Given the comely and talented leads, it’s disappointing how little carnal or emotional heat is actually generated. They’re not to blame and neither is the sensitive, desultorily competent helming of Lasse Hallström. Fault lies with a story better suited to the page than the screen. Thanks to Tatum and Seyfried’s naturalness and likeability—along with the sun-dappled, sea-island locales near Charleston, South Carolina—the connection between Special Forces soldier John Tyree and local belle Savannah Curtis is irresistible during reel one.
They meet in the spring of 2001 while he’s on leave surfing near his father’s house and she’s on vacation from college. Their two-week idyll is believable and tastefully rendered. What follows is murky and flavorless. During his twelve-month tour, the shy hunk with a bad-boy past and the generous, doe-eyed blond communicate via letter. According to screenwriter Jamie Linden’s adaptation, world events and John’s sense of duty in response to them prove to be a greater barrier than their socio-economic differences or any rival lover.

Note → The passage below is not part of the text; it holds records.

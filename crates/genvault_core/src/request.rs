//! Input to a generation save.

use crate::{GenerationId, ProjectId};
use std::collections::BTreeMap;

/// Generated files keyed by relative path, ordered for deterministic layout.
pub type FileSet = BTreeMap<String, Vec<u8>>;

/// One save request from the generation pipeline.
///
/// # Examples
///
/// ```
/// use genvault_core::{FileSet, GenerationRequest, ProjectId};
///
/// let mut files = FileSet::new();
/// files.insert("a.py".to_string(), b"x=1".to_vec());
///
/// let request = GenerationRequest::builder()
///     .project_id(ProjectId::new())
///     .files(files)
///     .prompt(Some("make a script".to_string()))
///     .activate(true)
///     .build()
///     .unwrap();
/// assert!(request.activate);
/// ```
#[derive(Debug, Clone, PartialEq, derive_builder::Builder)]
#[builder(setter(into))]
pub struct GenerationRequest {
    /// Owning project
    pub project_id: ProjectId,
    /// Files to persist
    pub files: FileSet,
    /// Prompt text recorded in the manifest
    #[builder(default)]
    pub prompt: Option<String>,
    /// Generation being iterated on
    #[builder(default)]
    pub parent_generation_id: Option<GenerationId>,
    /// Activate the generation once completed
    #[builder(default)]
    pub activate: bool,
}

impl GenerationRequest {
    /// Creates a new request builder.
    pub fn builder() -> GenerationRequestBuilder {
        GenerationRequestBuilder::default()
    }
}
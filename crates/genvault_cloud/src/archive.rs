//! Version archives.
//!
//! A version travels to the remote tier as one gzip-compressed tarball
//! holding `manifest.json` and the `source/` tree. The diff artifact stays
//! local; it can always be recomputed from two archives.

use flate2::Compression;
use flate2::read::GzDecoder;
use flate2::write::GzEncoder;
use genvault_error::{CloudError, CloudErrorKind, GenvaultResult};
use genvault_storage::layout::{MANIFEST_FILE, SOURCE_DIR};
use std::path::{Path, PathBuf};

/// Compress a version directory into an in-memory `.tar.gz`.
///
/// # Errors
///
/// Returns `Archive` if the manifest or `source/` tree is missing or
/// cannot be read.
#[tracing::instrument(fields(dir = %version_dir.display()))]
pub async fn pack_version(version_dir: &Path) -> GenvaultResult<Vec<u8>> {
    let dir = version_dir.to_path_buf();
    let bytes = tokio::task::spawn_blocking(move || pack_blocking(&dir))
        .await
        .map_err(|e| CloudError::new(CloudErrorKind::Archive(format!("task join error: {e}"))))??;
    tracing::debug!(bytes = bytes.len(), "Packed version archive");
    Ok(bytes)
}

/// Extract an archive produced by [`pack_version`] into `destination`.
///
/// Returns the path of the extracted `source/` tree.
///
/// # Errors
///
/// Returns `Archive` if the bytes are not a valid archive or lack a
/// `source/` tree.
#[tracing::instrument(skip(archive), fields(bytes = archive.len(), dest = %destination.display()))]
pub async fn unpack_version(archive: Vec<u8>, destination: &Path) -> GenvaultResult<PathBuf> {
    let dest = destination.to_path_buf();
    tokio::task::spawn_blocking(move || unpack_blocking(&archive, &dest))
        .await
        .map_err(|e| CloudError::new(CloudErrorKind::Archive(format!("task join error: {e}"))))?
}

fn archive_error(context: &str, e: impl std::fmt::Display) -> CloudError {
    CloudError::new(CloudErrorKind::Archive(format!("{context}: {e}")))
}

fn pack_blocking(version_dir: &Path) -> GenvaultResult<Vec<u8>> {
    let manifest = version_dir.join(MANIFEST_FILE);
    let source = version_dir.join(SOURCE_DIR);
    if !manifest.is_file() || !source.is_dir() {
        return Err(archive_error(
            "incomplete version directory",
            version_dir.display(),
        )
        .into());
    }

    let encoder = GzEncoder::new(Vec::new(), Compression::default());
    let mut builder = tar::Builder::new(encoder);
    builder.follow_symlinks(false);
    builder
        .append_path_with_name(&manifest, MANIFEST_FILE)
        .map_err(|e| archive_error("append manifest", e))?;
    builder
        .append_dir_all(SOURCE_DIR, &source)
        .map_err(|e| archive_error("append source tree", e))?;

    let encoder = builder
        .into_inner()
        .map_err(|e| archive_error("finish tar stream", e))?;
    let bytes = encoder
        .finish()
        .map_err(|e| archive_error("finish gzip stream", e))?;
    Ok(bytes)
}

fn unpack_blocking(archive: &[u8], destination: &Path) -> GenvaultResult<PathBuf> {
    std::fs::create_dir_all(destination)
        .map_err(|e| archive_error("create destination", e))?;

    let mut tarball = tar::Archive::new(GzDecoder::new(archive));
    tarball
        .unpack(destination)
        .map_err(|e| archive_error("extract", e))?;

    let source = destination.join(SOURCE_DIR);
    if !source.is_dir() {
        return Err(archive_error("archive has no source tree", destination.display()).into());
    }
    Ok(source)
}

From the viewer’s perspective, John and Savannah’s inability or unwillingness to articulate their thoughts and feelings—despite their furious letter-writing campaign—is what hobbles the proceedings. Her neighbor (Henry Thomas), who has an autistic son, and John’s reclusive father (Richard Jenkins) anchor the subplots. The elder Tyree character doesn’t scan. Is he autistic, agoraphobic, obsessive-compulsive, or merely an example of a good actor stuck in a terrible role? The lack of detail about this father-son relationship mirrors everything that goes unsaid between Savannah and John and is another reason the story sputters. Their sketchy bond does provide the film’s most emotional scene and an opportunity for Tatum to show he can deliver the acting goods and turn on the waterworks.
In addition to the ability of two people on opposite ends of the world to gaze at the same moon, coin collecting is the movie’s guiding trope. The willingness to cherish flawed specimens, echoed in Savannah’s desire to help those with special needs, is a dominant theme, along with isolation and abandonment. And yet her treatment of John is quite perplexing. She comes off as more obtuse than fickle. You might even conclude Savannah is a little learning disabled herself. That’s an unintended consequence of taking a story based on letter writing and stripping it of words and dialogue, presumably in an effort to avoid seeming syrupy or manipulative. Instead, the filmmakers rely on unenlightening voice-overs, pale ballads (Seyfried is allowed to showcase her musical talents in a brief Joni Mitchell interlude), and rather pedestrian montages featuring mail sorting and military mailbag routines that would make the Postmaster General proud. Reportedly reworked after test-screening feedback, the conclusion feels tacked on and is less than satisfying.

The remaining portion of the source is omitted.